I know that I can’t make such distinctions. However, as a motorcycle junkie I know a nice motorcycle when I see one, and with apologies to the late humorist Will Rogers, I never saw a motorcycle that I didn’t like. And so this last spring I headed to Carmel, California, for The Quail Motorcycle Gathering to observe and enjoy, rather than pass judgment about, a gathering of old motorcycles.

Like several thousand other motorcycle junkies in attendance, I stepped through the temporary portal on The Quail golf course fairway, and with wide-eyed anticipation I might add, into a world of old and historically significant motorcycles. My older brother Alan, who taught me how to ride bikes in the first place when we were teenagers, joined me on this journey to yesteryear that featured a reported 366 entries.

Al and I viewed hardware we hadn’t seen or experienced in years, and the occasion allowed us to recall stories about certain bikes we had owned or raced in a prior lifetime. We met and chatted with longtime friends and acquaintances, and in the process shared old war stories about our former days on two wheels. (I had forgotten just how fast I thought I really was in my youth.) And, at no charge, bike owners and collectors entertained us with interesting backwater stories about their motorcycles on display.
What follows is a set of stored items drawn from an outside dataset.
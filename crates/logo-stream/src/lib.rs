//! Streaming client for Logo Spark generation tasks.
//!
//! A task starts with one request that returns the first logo; the remaining
//! logos arrive over a server-sent-events stream that can be cancelled at any
//! time. `Gallery` turns the stream into display state.
//!
//! ```no_run
//! use logo_stream::prelude::*;
//!
//! # #[tokio::main(flavor = "current_thread")]
//! # async fn main() -> Result<(), LogoStreamError> {
//! let client = LogoClient::http(ClientConfig::from_env()?)?;
//! let task = client.start_generation("Acme").await?;
//! let mut gallery = Gallery::new(task.first_image(), DEFAULT_EXPECTED_TOTAL);
//!
//! let mut stream = client.open_stream(task).await?;
//! while let Some(event) = stream.next_event().await {
//!     gallery.apply(&event);
//!     println!("{}", gallery.status_line());
//! }
//! # Ok(())
//! # }
//! ```

/// One-shot cancellation of a running stream.
pub mod abort;
/// Task initiation and stream opening.
pub mod client;
/// Client configuration.
pub mod config;
/// Public error types.
pub mod errors;
/// Display-side reconciliation of stream events.
pub mod gallery;
/// reqwest implementation of `LogoService`.
pub mod http;
/// Task, logo and option types.
pub mod model;
/// Logging setup.
pub mod observability;
/// Common imports for typical usage.
pub mod prelude;
/// Contract of the remote generation service.
pub mod remote;
/// Saved-logo CRUD client.
pub mod saved;
/// Stream controller, stream handle and events.
pub mod stream;
/// SSE frame decoding and stream message mapping.
pub mod transport;

pub use abort::{AbortAck, AbortHandle, AbortOutcome};
pub use client::LogoClient;
pub use config::{ClientConfig, SavedLogoConfig};
pub use errors::{LogoStreamError, RemoteError, StreamFailure};
pub use gallery::{DEFAULT_EXPECTED_TOTAL, Gallery, GalleryItem, GalleryPhase};
pub use http::HttpLogoService;
pub use model::{
    CompletionSignal, GenerationTask, LogoEvent, LogoStatus, StreamOptions, TaskId, TaskState,
};
pub use observability::init_observability;
pub use remote::{AbortReply, FrameStream, GenerateReply, LogoService, StreamRequest};
pub use saved::{Account, AuthSession, SavedLogo, SavedLogoClient};
pub use stream::{AbortInitiator, LogoStream, StreamEvent, StreamObserver, StreamOutcome};
pub use transport::SseFrame;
In for a penny, in for a pound

Whether you’ve been in this motorcycling thing for years or owned just a single bike during your lifetime, you’re worthy of visiting The Quail Motorcycle Gathering. This year’s show took place Saturday, May 16, although Friday’s pre-Quail buildup includes a 100-bike, 100-mile ride through some of Monterey County’s finest back roads before culminating in a parade lap around Laguna Seca Raceway. That victory lap through Laguna’s 11 turns warrants each entrant a barbecue lunch afterward (the $295 fee also includes a show ticket for the following day), and if that’s not enough culinary and old-bike excitement for you, there’s a formal dinner later with an accompanying evening program that should satisfy the cravings and appetites of the staunchest of gear heads. Event organizer Gordon McCall and his legion of Quailees deserve a two-thumbs-up for the two-day happening, and if I had to judge the show, I’d give it an 8-plus, maybe a 9. (The inclusive lunch and all-you-can-eat ice cream as part of admission did nothing to sway my vote, I swear. Burp.)

First and foremost, it is the bikes standing regally along the plush green fairway during Saturday’s show that deserve our accolades and attention. This year’s gathering included numerous class entries and private collections, and leading the charge was a fitting tribute to vintage military vehicles that helped the good guys (that would be us, the Free World) win two global wars.